The only thing to report is how many lines of the data contain the word "before".

• _Task input_:
====================

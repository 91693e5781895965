//! Event bus abstraction for decoupled event emission.
//!
//! The detector only knows how to hand a topic and a payload to something
//! that implements [`EventBus`]. The Tauri plugin forwards to the webview,
//! tests capture into an [`InMemoryEventBus`].

use std::sync::{Arc, Mutex};

/// Trait for emitting events to the host application.
pub trait EventBus: Send + Sync {
    /// Emit an event with a JSON payload.
    ///
    /// # Arguments
    /// * `topic` - Event name (e.g., "PhoneCallStateUpdate")
    /// * `payload` - JSON payload to emit
    fn emit(&self, topic: &str, payload: serde_json::Value);
}

/// Type alias for shared event bus reference.
pub type EventBusRef = Arc<dyn EventBus>;

/// In-memory event bus for testing.
///
/// Captures all emitted events for later inspection.
#[derive(Default)]
pub struct InMemoryEventBus {
    events: Mutex<Vec<EmittedEvent>>,
}

/// A captured event from InMemoryEventBus.
#[derive(Debug, Clone, PartialEq)]
pub struct EmittedEvent {
    pub topic: String,
    pub payload: serde_json::Value,
}

impl EmittedEvent {
    /// The payload as a string, if it is one.
    pub fn payload_str(&self) -> Option<&str> {
        self.payload.as_str()
    }
}

impl InMemoryEventBus {
    pub fn new() -> Self {
        Self::default()
    }

    /// Get events for a specific topic.
    pub fn events_for(&self, topic: &str) -> Vec<EmittedEvent> {
        self.lock()
            .iter()
            .filter(|e| e.topic == topic)
            .cloned()
            .collect()
    }

    /// String payloads emitted on `topic`, in order.
    pub fn payloads_for(&self, topic: &str) -> Vec<String> {
        self.lock()
            .iter()
            .filter(|e| e.topic == topic)
            .filter_map(|e| e.payload_str().map(String::from))
            .collect()
    }

    pub fn len(&self) -> usize {
        self.lock().len()
    }

    pub fn is_empty(&self) -> bool {
        self.lock().is_empty()
    }

    fn lock(&self) -> std::sync::MutexGuard<'_, Vec<EmittedEvent>> {
        // A panicking test thread must not hide the events it already saw.
        self.events.lock().unwrap_or_else(|e| e.into_inner())
    }
}

impl EventBus for InMemoryEventBus {
    fn emit(&self, topic: &str, payload: serde_json::Value) {
        self.lock().push(EmittedEvent {
            topic: topic.to_string(),
            payload,
        });
    }
}
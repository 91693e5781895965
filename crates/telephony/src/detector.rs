//! Call detector: the control surface exposed to the host application.
//!
//! Ties a [`RawStateListener`] to a [`CallStateClassifier`] and forwards every
//! derived event to an [`EventBus`] as a `PhoneCallStateUpdate` payload.

use std::collections::BTreeMap;
use std::sync::{Arc, Mutex};

use calldetect_events::{event_constants, event_names, EventBusRef};

use crate::classifier::CallStateClassifier;
use crate::config::DetectorConfig;
use crate::error::Result;
use crate::listener::RawStateListener;
use crate::permission::{
    AlwaysGranted, PermissionDeniedCallback, PermissionProviderRef, PERMISSION_DENIED,
};
use crate::source::{RawStateReceiver, ReceiverRef, SourceRef};
use crate::state::RawState;

/// Receiver that classifies raw states and emits the resulting events.
///
/// One instance per listening session, so history never leaks across a
/// stop/start cycle.
struct ClassifyingReceiver {
    classifier: Mutex<CallStateClassifier>,
    bus: EventBusRef,
    read_phone_number: bool,
}

impl RawStateReceiver for ClassifyingReceiver {
    fn on_raw_state(&self, state: RawState, phone_number: Option<&str>) {
        let phone_number = phone_number.filter(|_| self.read_phone_number);

        let update = {
            let mut classifier = self.classifier.lock().unwrap_or_else(|e| e.into_inner());
            classifier.transition(state, phone_number)
        };

        let Some(update) = update else {
            tracing::debug!(?state, "no call event");
            return;
        };

        tracing::debug!(
            ?state,
            event = %update.event,
            has_number = !update.phone_number.is_empty(),
            "call event"
        );
        self.bus.emit(
            event_names::PHONE_CALL_STATE_UPDATE,
            serde_json::Value::String(update.to_payload()),
        );
    }
}

pub struct CallDetector {
    source: SourceRef,
    bus: EventBusRef,
    permissions: PermissionProviderRef,
    config: DetectorConfig,
    permission_denied: Option<PermissionDeniedCallback>,
    listener: Option<RawStateListener>,
    /// The host asked for listening and has not asked to stop.
    pub(crate) requested: bool,
    permission_asked: bool,
}

impl CallDetector {
    pub fn new(source: SourceRef, bus: EventBusRef) -> Self {
        Self {
            source,
            bus,
            permissions: Arc::new(AlwaysGranted),
            config: DetectorConfig::default(),
            permission_denied: None,
            listener: None,
            requested: false,
            permission_asked: false,
        }
    }

    pub fn with_config(mut self, config: DetectorConfig) -> Self {
        self.config = config;
        self
    }

    pub fn with_permissions(mut self, permissions: PermissionProviderRef) -> Self {
        self.permissions = permissions;
        self
    }

    pub fn on_permission_denied(mut self, callback: PermissionDeniedCallback) -> Self {
        self.permission_denied = Some(callback);
        self
    }

    pub fn config(&self) -> &DetectorConfig {
        &self.config
    }

    /// Start listening for call state changes.
    ///
    /// Idempotent: while already listening this does nothing, so a real
    /// transition is never delivered twice. Fails with `ServiceUnavailable`
    /// or `PermissionDenied` when the OS refuses the subscription; no retry
    /// is attempted and listening is not considered requested.
    ///
    /// When phone numbers are read, the permission flow runs once, before
    /// the first subscription of this detector.
    pub fn start_listener(&mut self) -> Result<()> {
        if self.is_listening() {
            tracing::debug!("call detector already listening");
            self.requested = true;
            return Ok(());
        }

        if self.config.read_phone_number && !self.permission_asked {
            self.permission_asked = true;
            self.ensure_permission();
        }

        let result = self.attach();
        self.requested = result.is_ok();
        result
    }

    /// Stop listening and discard classifier history. Idempotent.
    pub fn stop_listener(&mut self) -> Result<()> {
        self.requested = false;
        self.detach()
    }

    /// Stop listening and drop the permission-denied callback.
    pub fn dispose(&mut self) -> Result<()> {
        self.permission_denied = None;
        self.stop_listener()
    }

    pub fn is_listening(&self) -> bool {
        self.listener
            .as_ref()
            .map(RawStateListener::is_registered)
            .unwrap_or(false)
    }

    /// Event name constants for the host.
    pub fn constants(&self) -> BTreeMap<&'static str, &'static str> {
        event_constants()
    }

    /// Subscribe with a fresh classifier, without the permission flow or
    /// touching `requested`.
    pub(crate) fn attach(&mut self) -> Result<()> {
        let receiver: ReceiverRef = Arc::new(ClassifyingReceiver {
            classifier: Mutex::new(CallStateClassifier::new()),
            bus: self.bus.clone(),
            read_phone_number: self.config.read_phone_number,
        });

        let mut listener = RawStateListener::new(self.source.clone(), receiver);
        if let Err(e) = listener.start() {
            tracing::warn!("failed to start call detector: {}", e);
            return Err(e);
        }

        self.listener = Some(listener);
        tracing::info!("call detector started");
        Ok(())
    }

    /// Release the OS subscription without touching `requested`.
    pub(crate) fn detach(&mut self) -> Result<()> {
        let Some(mut listener) = self.listener.take() else {
            return Ok(());
        };
        let result = listener.stop();
        tracing::info!("call detector stopped");
        result
    }

    /// Ask for permission if needed. A refusal is reported to the host but
    /// does not prevent the subscription attempt; the OS has the final say.
    fn ensure_permission(&self) {
        if self.permissions.check() {
            return;
        }
        if self.permissions.request(&self.config.permission_rationale) {
            return;
        }

        tracing::warn!("phone state permission denied");
        if let Some(callback) = &self.permission_denied {
            callback(PERMISSION_DENIED);
        }
    }
}

impl Drop for CallDetector {
    fn drop(&mut self) {
        if let Err(e) = self.detach() {
            tracing::warn!("failed to stop call detector: {}", e);
        }
    }
}
use calldetect_events::EventBus;
use tauri::{AppHandle, Emitter, Runtime};

/// Forwards call state updates to the webview.
pub struct TauriEventBus<R: Runtime> {
    app: AppHandle<R>,
}

impl<R: Runtime> TauriEventBus<R> {
    pub fn new(app: AppHandle<R>) -> Self {
        Self { app }
    }
}

impl<R: Runtime> EventBus for TauriEventBus<R> {
    fn emit(&self, topic: &str, payload: serde_json::Value) {
        if let Err(e) = self.app.emit(topic, payload) {
            tracing::error!("failed to emit {} event: {:?}", topic, e);
        }
    }
}
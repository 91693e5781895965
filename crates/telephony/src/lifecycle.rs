//! Host lifecycle hook.
//!
//! Hosts forward their foreground/background transitions here. The detector
//! keeps listening in the background; it only detaches when the host is torn
//! down and re-attaches on the next resume if listening was still wanted.

use serde::{Deserialize, Serialize};

use crate::detector::CallDetector;
use crate::error::Result;

#[derive(Debug, Clone, Copy, PartialEq, Eq, Serialize, Deserialize)]
pub enum HostLifecycle {
    Resumed,
    Paused,
    Destroyed,
}

impl CallDetector {
    pub fn on_host_lifecycle(&mut self, event: HostLifecycle) -> Result<()> {
        tracing::debug!(?event, "host lifecycle");
        match event {
            HostLifecycle::Resumed if self.requested && !self.is_listening() => {
                // One attempt per resume; a failure drops the request.
                let result = self.attach();
                self.requested = result.is_ok();
                result
            }
            HostLifecycle::Resumed | HostLifecycle::Paused => Ok(()),
            HostLifecycle::Destroyed => self.detach(),
        }
    }
}
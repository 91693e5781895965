const COMMANDS: &[&str] = &[
    "start_listener",
    "stop_listener",
    "get_constants",
    "report_call_state",
    "report_permission",
];

fn main() {
    tauri_plugin::Builder::new(COMMANDS).build();
}
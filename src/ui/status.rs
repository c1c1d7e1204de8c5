use dialoguer::console::style;

use crate::device_sync::{Notifier, Tone};

pub enum CommandStatus {
    Success,
    Error,
    Warning,
    Info,
}

pub fn print_command_status(status: CommandStatus, message: &str) {
    let indicator = match status {
        CommandStatus::Success => style("✓").green(),
        CommandStatus::Error => style("✗").red(),
        CommandStatus::Warning => style("!").yellow(),
        CommandStatus::Info => style("•").dim(),
    };
    eprintln!("{indicator} {message}");
}

/// Prints orchestrator notifications as status lines on stderr.
#[derive(Debug, Clone, Copy, Default)]
pub struct ConsoleNotifier;

impl Notifier for ConsoleNotifier {
    fn notify(&self, tone: Tone, message: &str) {
        let status = match tone {
            Tone::Success => CommandStatus::Success,
            Tone::Warning => CommandStatus::Warning,
            Tone::Error => CommandStatus::Error,
            Tone::Info => CommandStatus::Info,
        };
        print_command_status(status, message);
    }
}
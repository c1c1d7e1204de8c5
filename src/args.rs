use std::path::PathBuf;

use clap::Args;

pub const DEFAULT_API_URL: &str = "http://localhost:8080";
pub const DEFAULT_SESSION: &str = "default";

#[derive(Debug, Clone, Args)]
pub struct BaseArgs {
    /// Output as JSON
    #[arg(short = 'j', long, global = true)]
    pub json: bool,

    /// Sync service base URL (or via DEVSYNC_API_URL)
    #[arg(
        long,
        env = "DEVSYNC_API_URL",
        hide_env_values = true,
        global = true
    )]
    pub api_url: Option<String>,

    /// Bearer token for the sync service (or via DEVSYNC_API_KEY)
    #[arg(
        long,
        env = "DEVSYNC_API_KEY",
        hide_env_values = true,
        global = true
    )]
    pub api_key: Option<String>,

    /// Session whose sync attempt is tracked (or via DEVSYNC_SESSION)
    #[arg(long, env = "DEVSYNC_SESSION", global = true)]
    pub session: Option<String>,

    /// Directory holding per-session state (or via DEVSYNC_STATE_DIR)
    #[arg(long, env = "DEVSYNC_STATE_DIR", global = true)]
    pub state_dir: Option<PathBuf>,

    /// Path to a .env file to load before running commands.
    #[arg(long, env = "DEVSYNC_ENV_FILE", hide_env_values = true)]
    pub env_file: Option<PathBuf>,
}

#[derive(Debug, Clone, Args)]
pub struct CLIArgs<T: Args> {
    #[command(flatten)]
    pub base: BaseArgs,

    #[command(flatten)]
    pub args: T,
}
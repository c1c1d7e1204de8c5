use std::path::PathBuf;

use anyhow::{anyhow, Result};

use crate::args::{BaseArgs, DEFAULT_API_URL, DEFAULT_SESSION};
use crate::config::{self, Config};
use crate::device_sync::{
    Controller, FileSnapshotStore, HttpSyncService, PersistenceManager, SyncPolicy,
};
use crate::http::ApiClient;
use crate::ui::ConsoleNotifier;

pub type CliController = Controller<HttpSyncService, ConsoleNotifier>;

/// Connection and session settings after layering flags, environment and the
/// config file.
#[derive(Debug, Clone, PartialEq)]
pub struct Settings {
    pub api_url: String,
    pub api_key: Option<String>,
    pub session: String,
    pub state_dir: PathBuf,
}

pub fn resolve(base: &BaseArgs) -> Result<Settings> {
    resolve_with(base, config::load_global())
}

fn resolve_with(base: &BaseArgs, config: Config) -> Result<Settings> {
    let api_url = base
        .api_url
        .clone()
        .or(config.api_url)
        .filter(|url| !url.trim().is_empty())
        .unwrap_or_else(|| DEFAULT_API_URL.to_string());

    let session = base
        .session
        .clone()
        .or(config.session)
        .filter(|s| !s.trim().is_empty())
        .unwrap_or_else(|| DEFAULT_SESSION.to_string());

    let state_dir = match base.state_dir.clone().or(config.state_dir) {
        Some(dir) => dir,
        None => default_state_dir()?,
    };

    Ok(Settings {
        api_url,
        api_key: base.api_key.clone(),
        session,
        state_dir,
    })
}

fn default_state_dir() -> Result<PathBuf> {
    dirs::state_dir()
        .or_else(dirs::data_local_dir)
        .map(|dir| dir.join("devsync"))
        .ok_or_else(|| anyhow!("Could not determine a state directory; pass --state-dir"))
}

/// Builds the controller for this session. Persisted state is not read
/// until the caller asks for a resume.
pub fn controller(settings: &Settings) -> Result<CliController> {
    let client = ApiClient::new(&settings.api_url, settings.api_key.as_deref())?;
    let store = FileSnapshotStore::for_session(&settings.state_dir, &settings.session);
    tracing::debug!(
        api_url = %settings.api_url,
        session = %settings.session,
        state_file = %store.path().display(),
        "using sync session"
    );
    Ok(Controller::new(
        HttpSyncService::new(client),
        ConsoleNotifier,
        PersistenceManager::new(Box::new(store)),
        SyncPolicy::default(),
    ))
}
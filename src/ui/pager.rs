use std::io::{self, IsTerminal, Write};
use std::process::{Command, Stdio};

const DEFAULT_PAGER: &str = "less -R";

/// Prints `output`, piping it through a pager when it would overflow the
/// terminal. `DEVSYNC_PAGER` takes precedence over `PAGER`; setting it to
/// an empty string or `cat` turns paging off, which suits kiosk consoles.
pub fn print_with_pager(output: &str) -> io::Result<()> {
    if !io::stdout().is_terminal() {
        println!("{output}");
        return Ok(());
    }

    let (_, term_height) = crossterm::terminal::size().unwrap_or((80, 24));
    let configured = std::env::var("DEVSYNC_PAGER")
        .ok()
        .or_else(|| std::env::var("PAGER").ok().filter(|s| !s.is_empty()));
    let pager = match pager_command(configured.as_deref()) {
        Some(pager) if output.lines().count() > term_height as usize => pager,
        _ => {
            println!("{output}");
            return Ok(());
        }
    };

    let (program, args) = pager;
    let mut child = match Command::new(&program).args(&args).stdin(Stdio::piped()).spawn() {
        Ok(c) => c,
        Err(err) => {
            tracing::debug!(pager = %program, error = %err, "pager unavailable");
            println!("{output}");
            return Ok(());
        }
    };

    if let Some(mut stdin) = child.stdin.take() {
        // The pager may exit before reading everything.
        let _ = writeln!(stdin, "{output}");
    }

    child.wait()?;
    Ok(())
}

/// Splits the configured pager into program and arguments. `None` means
/// print directly.
fn pager_command(configured: Option<&str>) -> Option<(String, Vec<String>)> {
    let line = configured.unwrap_or(DEFAULT_PAGER);
    let mut parts = line.split_whitespace().map(str::to_string);
    let program = parts.next()?;
    if program == "cat" {
        return None;
    }
    Some((program, parts.collect()))
}
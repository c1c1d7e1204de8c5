mod format;
mod plurals;

pub use format::{format_eta, format_u64_commas};
pub use plurals::{BATCH, RECORD};
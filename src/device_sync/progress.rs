use std::sync::atomic::{AtomicU64, Ordering};
use std::time::{SystemTime, UNIX_EPOCH};

use super::model::{
    Counters, LogEntry, LogKind, ProgressSnapshot, SnapshotStatus, SyncAttempt, SyncStatus, Timing,
};

/// What applying a snapshot did to the attempt.
#[derive(Debug, Clone, Copy, PartialEq, Eq)]
pub enum Applied {
    Progress,
    /// The attempt moved from `Syncing` to `Completed` on this snapshot.
    JustCompleted,
    /// Nothing changed: the attempt was not in a state that accepts snapshots.
    Redundant,
}

impl SyncAttempt {
    /// A fresh attempt in the optimistic `Syncing` state, seeded with one
    /// local log line.
    pub fn starting(seed: LogEntry) -> Self {
        Self {
            token: new_token(),
            status: SyncStatus::Syncing,
            logs: vec![seed],
            local_log_len: 1,
            ..Self::default()
        }
    }

    pub fn is_syncing(&self) -> bool {
        self.status == SyncStatus::Syncing
    }

    pub fn push_log(&mut self, entry: LogEntry) {
        self.logs.push(entry);
    }

    pub fn apply_snapshot(&mut self, snapshot: ProgressSnapshot) -> Applied {
        // A completed or abandoned attempt never takes another snapshot, so a
        // duplicated "completed" response cannot fire completion twice.
        if self.status != SyncStatus::Syncing {
            return Applied::Redundant;
        }

        self.counters = snapshot.merged_counters(&self.counters);
        if let Some(batch_id) = snapshot.batch_id.filter(|id| !id.is_empty()) {
            self.attempt_id = Some(batch_id);
        }
        self.replace_server_logs(snapshot.logs);

        match snapshot.status {
            SnapshotStatus::Syncing => {
                self.timing = Timing {
                    start_time: snapshot.start_time.or(self.timing.start_time.take()),
                    estimated_time_remaining: snapshot.estimated_time_remaining,
                    average_time_per_record: snapshot.average_time_per_record,
                };
                Applied::Progress
            }
            SnapshotStatus::Completed => {
                self.failed_records = snapshot.failed_records;
                self.timing = Timing::default();
                self.status = SyncStatus::Completed;
                Applied::JustCompleted
            }
        }
    }

    /// Forces the attempt into `Error` after the service stopped answering.
    pub fn mark_unreachable(&mut self) {
        self.status = SyncStatus::Error;
        self.timing = Timing::default();
        self.push_log(LogEntry::now(
            LogKind::Error,
            "Sync service connection interrupted; stopped watching this sync",
        ));
    }

    pub fn mark_cancelled(&mut self) {
        self.status = SyncStatus::Idle;
        self.timing = Timing::default();
        self.push_log(LogEntry::now(
            LogKind::Warning,
            "Sync cancelled by user; the device job may still be running on the server",
        ));
    }

    /// Stops watching because another invocation cancelled or replaced
    /// this attempt.
    pub fn mark_released(&mut self, reason: &str) {
        self.status = SyncStatus::Idle;
        self.timing = Timing::default();
        self.push_log(LogEntry::now(LogKind::Warning, reason));
    }

    pub fn summary_line(&self) -> String {
        summary_line(&self.counters)
    }

    fn replace_server_logs(&mut self, server_logs: Vec<LogEntry>) {
        let local = self.local_log_len.min(self.logs.len());
        self.logs.truncate(local);
        self.logs.extend(server_logs);
    }
}

/// Unique per process and per start: wall clock, pid and a local counter.
fn new_token() -> String {
    static STARTS: AtomicU64 = AtomicU64::new(0);
    let nanos = SystemTime::now()
        .duration_since(UNIX_EPOCH)
        .map(|d| d.as_nanos())
        .unwrap_or_default();
    let seq = STARTS.fetch_add(1, Ordering::Relaxed);
    format!("{nanos:x}-{:x}-{seq}", std::process::id())
}

pub fn summary_line(counters: &Counters) -> String {
    format!(
        "Sync finished: {} confirmed, {} failed, {} skipped (of {})",
        counters.confirmed, counters.failed, counters.skipped, counters.total
    )
}
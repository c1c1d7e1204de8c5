use super::model::{FailedRecord, LogEntry, LogKind, PayloadEncoding, RetryRequest};

#[derive(Debug, Clone, Copy, PartialEq, Eq)]
pub enum RetryMode {
    /// Resend the failed subset with the encoding the batch used.
    Original,
    /// Resend the failed subset with the fallback payload encoding, for
    /// failures caused by the payload format rather than the record itself.
    FallbackEncoding,
}

impl RetryMode {
    pub fn label(self) -> &'static str {
        match self {
            RetryMode::Original => "original encoding",
            RetryMode::FallbackEncoding => "fallback encoding",
        }
    }

    fn encoding(self) -> Option<PayloadEncoding> {
        match self {
            RetryMode::Original => None,
            RetryMode::FallbackEncoding => Some(PayloadEncoding::Fallback),
        }
    }
}

pub fn retry_request(records: &[FailedRecord], mode: RetryMode) -> RetryRequest {
    RetryRequest {
        failed_records: records.to_vec(),
        encoding: mode.encoding(),
    }
}

pub fn retry_seed_log(records: &[FailedRecord], mode: RetryMode) -> LogEntry {
    let noun = if records.len() == 1 { "record" } else { "records" };
    LogEntry::now(
        LogKind::Info,
        format!(
            "Retrying {} failed {noun} ({})",
            records.len(),
            mode.label()
        ),
    )
}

====================

• _Answer below_: 3